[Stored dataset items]
*-*-*
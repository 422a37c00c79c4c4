use std::collections::HashMap;
use std::sync::RwLock;

use serde::{Deserialize, Serialize};
use tracing::{debug, warn};

use crate::account::Account;
use crate::config::AccountTerms;
use crate::errors::{CreditError, Result};
use crate::events::EventStore;
use crate::schedule::Schedule;
use crate::state::AccountState;
use crate::types::{AccountId, AccountStatus};

/// serializable account document, the unit the store reads and writes
/// as a whole; events are per-operation and never persisted
#[derive(Debug, Clone, Serialize, Deserialize)]
pub struct AccountDocument {
    pub terms: AccountTerms,
    pub state: AccountState,
    pub schedule: Option<Schedule>,
}

impl From<&Account> for AccountDocument {
    fn from(account: &Account) -> Self {
        Self {
            terms: account.terms.clone(),
            state: account.state.clone(),
            schedule: account.schedule.clone(),
        }
    }
}

impl AccountDocument {
    pub fn into_account(self) -> Account {
        Account {
            id: self.state.account_id,
            terms: self.terms,
            state: self.state,
            schedule: self.schedule,
            events: EventStore::new(),
        }
    }
}

/// filter for account listing
#[derive(Debug, Clone, Copy, Default)]
pub struct AccountFilter {
    pub status: Option<AccountStatus>,
}

impl AccountFilter {
    pub fn active() -> Self {
        Self {
            status: Some(AccountStatus::Active),
        }
    }

    fn matches(&self, state: &AccountState) -> bool {
        self.status.map_or(true, |status| state.status == status)
    }
}

/// persistence collaborator boundary
///
/// save_account must uphold the single-writer-per-account discipline:
/// the write succeeds only when nobody else saved the account since it
/// was loaded, otherwise it fails with a retryable VersionConflict
pub trait AccountStore {
    fn load_account(&self, id: AccountId) -> Result<Account>;
    fn save_account(&self, account: &mut Account) -> Result<()>;
    fn list_accounts(&self, filter: AccountFilter) -> Result<Vec<AccountState>>;
}

/// in-memory document store with compare-and-swap on the revision field
///
/// accounts live as json documents keyed by id, mirroring how a real
/// document store would hold them; enough to exercise the concurrency
/// contract in tests
#[derive(Debug, Default)]
pub struct MemoryStore {
    documents: RwLock<HashMap<AccountId, (u64, serde_json::Value)>>,
}

impl MemoryStore {
    pub fn new() -> Self {
        Self::default()
    }

    pub fn insert(&self, account: &mut Account) -> Result<()> {
        self.save_account(account)
    }
}

impl AccountStore for MemoryStore {
    fn load_account(&self, id: AccountId) -> Result<Account> {
        let documents = self.documents.read().unwrap_or_else(std::sync::PoisonError::into_inner);
        let (_, value) = documents
            .get(&id)
            .ok_or(CreditError::AccountNotFound { id })?;
        let document: AccountDocument = serde_json::from_value(value.clone())?;
        Ok(document.into_account())
    }

    fn save_account(&self, account: &mut Account) -> Result<()> {
        let mut documents = self.documents.write().unwrap_or_else(std::sync::PoisonError::into_inner);
        let id = account.id;

        if let Some((stored_revision, _)) = documents.get(&id) {
            if *stored_revision != account.state.revision {
                warn!(
                    account = %id,
                    expected = account.state.revision,
                    found = stored_revision,
                    "stale write rejected"
                );
                return Err(CreditError::VersionConflict {
                    account_id: id,
                    expected: account.state.revision,
                    found: *stored_revision,
                });
            }
        }

        account.state.revision += 1;
        let value = serde_json::to_value(AccountDocument::from(&*account))?;
        documents.insert(id, (account.state.revision, value));
        debug!(account = %id, revision = account.state.revision, "account saved");
        Ok(())
    }

    fn list_accounts(&self, filter: AccountFilter) -> Result<Vec<AccountState>> {
        let documents = self.documents.read().unwrap_or_else(std::sync::PoisonError::into_inner);
        let mut states = Vec::new();
        for (_, value) in documents.values() {
            let document: AccountDocument = serde_json::from_value(value.clone())?;
            if filter.matches(&document.state) {
                states.push(document.state);
            }
        }
        Ok(states)
    }
}

/// run a read-modify-write against an account, retrying the whole cycle
/// on version conflict up to `max_attempts` times
pub fn with_cas_retry<S, F, T>(
    store: &S,
    id: AccountId,
    max_attempts: u32,
    mut operation: F,
) -> Result<T>
where
    S: AccountStore,
    F: FnMut(&mut Account) -> Result<T>,
{
    let mut last_error = None;
    for attempt in 0..max_attempts {
        let mut account = store.load_account(id)?;
        let outcome = operation(&mut account)?;
        match store.save_account(&mut account) {
            Ok(()) => return Ok(outcome),
            Err(err) if err.is_retryable() => {
                debug!(account = %id, attempt, "retrying after version conflict");
                last_error = Some(err);
            }
            Err(err) => return Err(err),
        }
    }
    Err(last_error.unwrap_or(CreditError::AccountNotFound { id }))
}

#[cfg(test)]
mod tests {
    use super::*;
    use crate::decimal::Money;
    use chrono::{TimeZone, Utc};
    use hourglass_rs::{SafeTimeProvider, TimeSource};

    fn open_account(store: &MemoryStore) -> AccountId {
        let start = Utc.with_ymd_and_hms(2024, 1, 10, 0, 0, 0).unwrap();
        let time = SafeTimeProvider::new(TimeSource::Test(start));
        let terms = AccountTerms::direct_balance(
            Money::from_major(1_000_000),
            Money::ZERO,
            10,
            start,
        );
        let mut account = Account::open("customer-1".to_string(), terms, &time).unwrap();
        store.insert(&mut account).unwrap();
        account.id
    }

    #[test]
    fn test_load_round_trips_document() {
        let store = MemoryStore::new();
        let id = open_account(&store);

        let account = store.load_account(id).unwrap();
        assert_eq!(account.state.remaining_amount, Money::from_major(1_000_000));
        assert_eq!(account.state.revision, 1);
        assert!(account.events.events().is_empty());
    }

    #[test]
    fn test_missing_account() {
        let store = MemoryStore::new();
        let result = store.load_account(uuid::Uuid::new_v4());
        assert!(matches!(result, Err(CreditError::AccountNotFound { .. })));
    }

    #[test]
    fn test_stale_write_raises_conflict() {
        let store = MemoryStore::new();
        let id = open_account(&store);
        let paid_at = Utc.with_ymd_and_hms(2024, 2, 10, 0, 0, 0).unwrap();

        // two writers load the same revision
        let mut first = store.load_account(id).unwrap();
        let mut second = store.load_account(id).unwrap();

        first.pay_direct(Money::from_major(100_000), paid_at).unwrap();
        store.save_account(&mut first).unwrap();

        second.pay_direct(Money::from_major(50_000), paid_at).unwrap();
        let result = store.save_account(&mut second);
        assert!(matches!(result, Err(CreditError::VersionConflict { .. })));

        // the first write survives untouched
        let current = store.load_account(id).unwrap();
        assert_eq!(current.state.remaining_amount, Money::from_major(900_000));
    }

    #[test]
    fn test_cas_retry_reapplies_operation() {
        let store = MemoryStore::new();
        let id = open_account(&store);
        let paid_at = Utc.with_ymd_and_hms(2024, 2, 10, 0, 0, 0).unwrap();

        // stale competitor commits between load and save on the first pass
        let mut competitor = store.load_account(id).unwrap();
        let mut first_pass = true;
        let summary = with_cas_retry(&store, id, 3, |account| {
            if first_pass {
                first_pass = false;
                competitor
                    .pay_direct(Money::from_major(100_000), paid_at)
                    .unwrap();
                store.save_account(&mut competitor).unwrap();
            }
            account.pay_direct(Money::from_major(200_000), paid_at)
        })
        .unwrap();

        // both payments landed
        assert_eq!(summary.remaining_amount, Money::from_major(700_000));
        let current = store.load_account(id).unwrap();
        assert_eq!(current.state.remaining_amount, Money::from_major(700_000));
    }

    #[test]
    fn test_list_filters_by_status() {
        let store = MemoryStore::new();
        let id = open_account(&store);
        let other = open_account(&store);
        let paid_at = Utc.with_ymd_and_hms(2024, 2, 10, 0, 0, 0).unwrap();

        let mut account = store.load_account(id).unwrap();
        account
            .pay_direct(Money::from_major(1_000_000), paid_at)
            .unwrap();
        store.save_account(&mut account).unwrap();

        let active = store.list_accounts(AccountFilter::active()).unwrap();
        assert_eq!(active.len(), 1);
        assert_eq!(active[0].account_id, other);

        let all = store.list_accounts(AccountFilter::default()).unwrap();
        assert_eq!(all.len(), 2);
    }
}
*-*-*
● EXERCISE REQUIREMENTS: From the data, pick out every line that includes "impl".

● FINISHED EXERCISE:
impl From<&Account> for AccountDocument {
impl AccountDocument {
impl AccountFilter {
impl MemoryStore {
impl AccountStore for MemoryStore {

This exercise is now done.